[Saved data entries]
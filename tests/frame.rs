use std::collections::HashMap;

use rustframe::{
    range, AnySeries, CancelToken, Column, DataFrame, FrameError, FrameResult, IsEqualOptions, IteratorOptions,
    RangeOptions, RowValues, Series, Value, ValueKind,
};

fn people() -> FrameResult<DataFrame> {
    DataFrame::new(vec![
        Series::from_values("name", vec!["ann".to_string(), "bob".to_string(), "cy".to_string()]).into(),
        Series::from_values("age", vec![31, 25, 47]).into(),
        Series::from_values("score", vec![1.5, 2.5, 3.5]).into(),
    ])
}

#[test]
fn frame_construction_validates_columns() {
    let uneven = DataFrame::new(vec![
        Series::from_values("a", vec![1, 2]).into(),
        Series::from_values("b", vec![1, 2, 3]).into(),
    ]);
    assert!(matches!(uneven, Err(FrameError::RowCountMismatch { expected: 2, found: 3, .. })));

    let duplicated = DataFrame::new(vec![
        Series::from_values("a", vec![1]).into(),
        Series::from_values("a", vec![2.0]).into(),
    ]);
    assert!(matches!(duplicated, Err(FrameError::DuplicateName(name)) if name == "a"));
}

#[test]
fn frame_reads_rows_by_name() -> FrameResult<()> {
    let df = people()?;
    assert_eq!(df.n_rows(), 3);
    assert_eq!(df.column_count(), 3);
    assert_eq!(df.names(), vec!["name", "age", "score"]);

    let last = df.row(-1)?;
    assert_eq!(last["name"], Value::from("cy"));
    assert_eq!(last["age"], Value::Int(47));
    assert_eq!(last["score"], Value::Double(3.5));

    assert_eq!(df.name_to_column("score")?, 2);
    assert!(matches!(df.name_to_column("nope"), Err(FrameError::NameNotFound(_))));
    assert!(df.row(3).is_err());
    Ok(())
}

#[test]
fn frame_accepts_every_row_bag_kind() -> FrameResult<()> {
    let df = people()?;
    df.append(vec![Value::from("dee"), Value::from(52), Value::from(4.5)])?;

    df.append(HashMap::from([
        ("score".to_string(), Value::from(5.5)),
        ("name".to_string(), Value::from("eve")),
        ("age".to_string(), Value::from(19)),
    ]))?;

    df.insert(
        0,
        HashMap::from([(2_usize, Value::from(0.5)), (0, Value::from("fay")), (1, Value::from(60))]),
    )?;

    df.prepend(vec![
        (Value::from("age"), Value::from(8)),
        (Value::Int(0), Value::from("gus")),
        (Value::ULong(2), Value::from(9.5)),
    ])?;

    assert_eq!(df.n_rows(), 7);
    assert_eq!(df.row(0)?["name"], Value::from("gus"));
    assert_eq!(df.row(1)?["age"], Value::Int(60));
    assert_eq!(df.row(-2)?["name"], Value::from("dee"));
    assert_eq!(df.row(-1)?["score"], Value::Double(5.5));
    Ok(())
}

#[test]
fn frame_rejects_bad_rows_without_changes() -> FrameResult<()> {
    let df = people()?;

    let short = df.append(vec![Value::from("x"), Value::from(1)]);
    assert!(matches!(short, Err(FrameError::ArityMismatch { expected: 3, found: 2 })));

    let wrong_type = df.append(vec![Value::from("x"), Value::from("old"), Value::from(1.0)]);
    assert!(matches!(wrong_type, Err(FrameError::TypeMismatch { .. })));

    let bad_key = df.append(vec![
        (Value::Bool(true), Value::from("x")),
        (Value::from("age"), Value::from(1)),
        (Value::from("score"), Value::from(1.0)),
    ]);
    assert!(matches!(bad_key, Err(FrameError::MixedKeyType(_))));

    let twice = df.append(vec![
        (Value::from("age"), Value::from(1)),
        (Value::Int(1), Value::from(2)),
        (Value::from("score"), Value::from(1.0)),
    ]);
    assert!(matches!(twice, Err(FrameError::DuplicateName(_))));

    let unknown = df.append(RowValues::Named(HashMap::from([
        ("name".to_string(), Value::from("x")),
        ("age".to_string(), Value::from(1)),
        ("points".to_string(), Value::from(1.0)),
    ])));
    assert!(matches!(unknown, Err(FrameError::NameNotFound(_))));

    assert_eq!(df.n_rows(), 3);
    for column in df.read().columns() {
        assert_eq!(column.len(), 3);
    }
    Ok(())
}

#[test]
fn frame_null_cells_take_the_fill_value() -> FrameResult<()> {
    let df = people()?;
    df.prepend(vec![Value::Null, Value::Null, Value::Null])?;

    let row = df.row(0)?;
    assert_eq!(row["name"], Value::from(""));
    assert_eq!(row["age"], Value::Int(0));
    assert!(row["score"].is_nan());
    Ok(())
}

#[test]
fn frame_updates_swaps_and_removes_rows() -> FrameResult<()> {
    let df = people()?;
    df.update(0, "age", Value::Int(32))?;
    df.update(-1, 2_usize, Value::Double(9.0))?;
    assert_eq!(df.row(0)?["age"], Value::Int(32));
    assert_eq!(df.row(2)?["score"], Value::Double(9.0));

    df.update_row(1, vec![Value::from("ben"), Value::from(26), Value::from(2.0)])?;
    assert_eq!(df.row(1)?["name"], Value::from("ben"));
    assert!(df.update_row(1, vec![Value::from("ben")]).is_err());

    df.swap(0, -1)?;
    assert_eq!(df.row(0)?["name"], Value::from("cy"));
    assert_eq!(df.row(2)?["name"], Value::from("ann"));

    df.remove(1)?;
    assert_eq!(df.n_rows(), 2);
    assert_eq!(df.row(1)?["name"], Value::from("ann"));
    assert!(matches!(df.remove(2), Err(FrameError::IndexOutOfRange { .. })));
    Ok(())
}

#[test]
fn frame_reorders_columns() -> FrameResult<()> {
    let df = people()?;
    df.reorder_columns(&["score", "name", "age"])?;
    assert_eq!(df.names(), vec!["score", "name", "age"]);

    assert!(matches!(df.reorder_columns(&["score", "name"]), Err(FrameError::ArityMismatch { .. })));
    assert!(matches!(
        df.reorder_columns(&["score", "name", "height"]),
        Err(FrameError::NameNotFound(_))
    ));
    assert!(matches!(
        df.reorder_columns(&["score", "score", "age"]),
        Err(FrameError::DuplicateName(_))
    ));
    assert_eq!(df.names(), vec!["score", "name", "age"]);
    Ok(())
}

#[test]
fn frame_adds_and_removes_columns() -> FrameResult<()> {
    let df = people()?;
    df.add_column(Series::from_values("flag", vec![true, false, true]), Some(0))?;
    assert_eq!(df.names(), vec!["flag", "name", "age", "score"]);

    let short = df.add_column(Series::from_values("short", vec![1_u8]), None);
    assert!(matches!(short, Err(FrameError::RowCountMismatch { expected: 3, found: 1, .. })));

    let again = df.add_column(Series::from_values("age", vec![1, 2, 3]), None);
    assert!(matches!(again, Err(FrameError::DuplicateName(_))));

    let removed = df.remove_column("flag")?;
    assert_eq!(removed.name(), "flag");
    assert_eq!(removed.n_rows(), 3);
    assert!(matches!(df.remove_column("flag"), Err(FrameError::NameNotFound(_))));
    assert_eq!(df.column_count(), 3);
    Ok(())
}

#[test]
fn frame_renames_columns_without_duplicates() -> FrameResult<()> {
    let df = people()?;
    assert!(matches!(
        df.rename_column("age", "name"),
        Err(FrameError::DuplicateName(name)) if name == "name"
    ));
    assert_eq!(df.names(), vec!["name", "age", "score"]);
    assert_eq!(df.row(0)?.len(), 3);

    df.rename_column(1_usize, "years")?;
    df.rename_column("score", "score")?;
    assert_eq!(df.names(), vec!["name", "years", "score"]);
    assert_eq!(df.row(0)?["years"], Value::Int(31));
    assert!(matches!(df.rename_column("age", "x"), Err(FrameError::NameNotFound(_))));
    Ok(())
}

#[test]
fn frame_typed_access_checks_element_type() -> FrameResult<()> {
    let df = people()?;
    assert_eq!(*df.read().series::<i32>("age")?.value(1)?, 25);
    assert!(matches!(
        df.read().series::<f64>("age"),
        Err(FrameError::TypeMismatch { expected: ValueKind::Double, found: ValueKind::Int, .. })
    ));
    assert_eq!(df.read().column(2_usize)?.name(), "score");
    Ok(())
}

#[test]
fn frame_copy_is_deep() -> FrameResult<()> {
    let token = CancelToken::new();
    let df = people()?;
    let copy = df.copy(RangeOptions::default())?;
    assert!(copy.is_equal(&token, &df, IsEqualOptions { check_name: true })?);

    copy.update(0, "age", Value::Int(99))?;
    assert_eq!(df.row(0)?["age"], Value::Int(31));
    assert!(!copy.is_equal(&token, &df, IsEqualOptions::default())?);

    let tail = df.copy(range(1, 2))?;
    assert_eq!(tail.n_rows(), 2);
    assert_eq!(tail.row(0)?["name"], Value::from("bob"));
    Ok(())
}

#[test]
fn frame_guards_compose_steps_without_relocking() -> FrameResult<()> {
    let df = people()?;
    {
        let mut data = df.write();
        data.append(vec![Value::from("dee"), Value::from(52), Value::from(4.5)])?;
        data.remove(0)?;
        let last = data.n_rows() as isize - 1;
        data.update(last, "age", Value::Int(53))?;
    }
    assert_eq!(df.n_rows(), 3);
    assert_eq!(df.row(-1)?["age"], Value::Int(53));

    let mut owned = people()?;
    owned.get_mut().rename_column("name", "who")?;
    assert_eq!(owned.names(), vec!["who", "age", "score"]);
    Ok(())
}

#[test]
fn frame_fill_with_follows_column_kinds() -> FrameResult<()> {
    let df = people()?;
    df.fill_with(|kind| match kind {
        ValueKind::Int => Value::Int(7),
        ValueKind::Double => Value::Double(0.25),
        _ => Value::from("z"),
    })?;
    for step in df.iter(IteratorOptions::default()) {
        assert_eq!(step.value["age"], Value::Int(7));
        assert_eq!(step.value["score"], Value::Double(0.25));
        assert_eq!(step.value["name"], Value::from("z"));
        assert_eq!(step.total, 3);
    }
    Ok(())
}

#[test]
fn frame_iterates_rows_backwards() -> FrameResult<()> {
    let df = people()?;
    let names: Vec<Value> = df
        .iter(IteratorOptions::reverse())
        .map(|step| step.value["name"].clone())
        .collect();
    assert_eq!(names, vec![Value::from("cy"), Value::from("bob"), Value::from("ann")]);
    Ok(())
}
use crate::options::IteratorOptions;

/// Anything a [`RowCursor`] can walk: a series, a frame, or their locked wrappers.
///
/// Unlocked sources (`&SeriesData<T>`, `&FrameData`) read directly and rely on
/// the caller holding a guard; locked sources (`&Series<T>`, `&DataFrame`) take
/// a shared lock for every fetch.
pub trait RowSource {
    type Item;

    fn row_count(&self) -> usize;

    /// Returns the item at `row`, or `None` when `row` is past the end.
    fn fetch(&self, row: usize) -> Option<Self::Item>;
}

/// One position visited by a [`RowCursor`].
#[derive(Debug, Clone, PartialEq)]
pub struct RowStep<V> {
    pub index: usize,
    pub value: V,
    /// Number of steps the cursor takes over its source.
    pub total: usize,
}

/// Restartable cursor with a configurable start row and step.
#[derive(Debug, Clone)]
pub struct RowCursor<S> {
    source: S,
    initial: isize,
    row: isize,
    step: isize,
}

impl<S: RowSource> RowCursor<S> {
    pub fn new(source: S, options: IteratorOptions) -> Self {
        let step = if options.step == 0 { 1 } else { options.step };
        let initial = if options.initial_row < 0 {
            source.row_count() as isize + options.initial_row
        } else {
            options.initial_row
        };
        Self {
            source,
            initial,
            row: initial,
            step,
        }
    }

    /// Total number of steps between the initial row and the edge of the source.
    pub fn total(&self) -> usize {
        let len = self.source.row_count() as isize;
        if self.initial < 0 || self.initial >= len {
            return 0;
        }
        let span = if self.step > 0 { len - self.initial - 1 } else { self.initial };
        span as usize / self.step.unsigned_abs() + 1
    }

    /// Rewinds to the initial row.
    pub fn reset(&mut self) {
        self.row = self.initial;
    }

    pub fn source(&self) -> &S {
        &self.source
    }
}

impl<S: RowSource> Iterator for RowCursor<S> {
    type Item = RowStep<S::Item>;

    fn next(&mut self) -> Option<Self::Item> {
        if self.row < 0 {
            return None;
        }
        let index = self.row as usize;
        let value = self.source.fetch(index)?;
        let total = self.total();
        // Overflow means the next row lies outside any source.
        self.row = self.row.checked_add(self.step).unwrap_or(-1);
        Some(RowStep {
            index,
            value,
            total,
        })
    }
}
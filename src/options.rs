//! Configuration records accepted by series and frame operations.
//!
//! Every record implements [`Default`]; the documented defaults are what an
//! operation does when called with `Default::default()`.

use crate::error::{FrameError, FrameResult};

/// Pre-sizing for a new series.
///
/// Defaults: `size = 0`, `capacity = 0`. Slots beyond the supplied values are
/// filled with the element's fill value (NaN for floats).
#[derive(Debug, Clone, Copy, Default, PartialEq, Eq)]
pub struct SeriesInit {
    pub size: usize,
    pub capacity: usize,
}

/// Inclusive row range. Negative bounds count from the end, and `end = None`
/// stands for the last row.
///
/// Defaults: `start = 0`, `end = None` (the whole container).
#[derive(Debug, Clone, Copy, Default, PartialEq, Eq)]
pub struct RangeOptions {
    pub start: isize,
    pub end: Option<isize>,
}

/// Shorthand for `RangeOptions { start, end: Some(end) }`.
pub fn range(start: isize, end: isize) -> RangeOptions {
    RangeOptions {
        start,
        end: Some(end),
    }
}

impl RangeOptions {
    /// Starts at `start` and runs to the last row.
    pub fn starting_at(start: isize) -> Self {
        Self { start, end: None }
    }

    /// Resolves the range against `len`, returning inclusive `(start, end)` row indices.
    pub fn limits(&self, len: usize) -> FrameResult<(usize, usize)> {
        let signed_len = len as isize;
        let raw_end = self.end.unwrap_or(-1);
        let start = if self.start < 0 {
            signed_len + self.start
        } else {
            self.start
        };
        let end = if raw_end < 0 {
            signed_len + raw_end
        } else {
            raw_end
        };

        if start < 0 || end < 0 || start > end || start >= signed_len || end >= signed_len {
            return Err(FrameError::InvalidRange {
                start: self.start,
                end: raw_end,
                len,
            });
        }
        Ok((start as usize, end as usize))
    }
}

/// Cursor configuration.
///
/// Defaults: `initial_row = 0`, `step = 1`. A step of `0` is treated as `1`,
/// a negative step walks backwards and a negative initial row counts from the end.
#[derive(Debug, Clone, Copy, Default, PartialEq, Eq)]
pub struct IteratorOptions {
    pub initial_row: isize,
    pub step: isize,
}

impl IteratorOptions {
    /// Walks backwards from the last row.
    pub fn reverse() -> Self {
        Self {
            initial_row: -1,
            step: -1,
        }
    }
}

/// Defaults: unstable, ascending.
#[derive(Debug, Clone, Copy, Default, PartialEq, Eq)]
pub struct SortOptions {
    pub stable: bool,
    pub desc: bool,
}

/// Defaults: names are ignored.
#[derive(Debug, Clone, Copy, Default, PartialEq, Eq)]
pub struct IsEqualOptions {
    pub check_name: bool,
}

/// Defaults: copy mode (`in_place = false`), the receiver is left untouched.
#[derive(Debug, Clone, Copy, Default, PartialEq, Eq)]
pub struct FilterOptions {
    pub in_place: bool,
}

pub type ApplyOptions = FilterOptions;

impl FilterOptions {
    pub fn in_place() -> Self {
        Self { in_place: true }
    }
}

• **WHAT IS REQUIRED**
Lines with "twice": return each one from the data above.

• **EXERCISE OUTPUT**
    let twice = df.append(vec![
    assert!(matches!(twice, Err(FrameError::DuplicateName(_))));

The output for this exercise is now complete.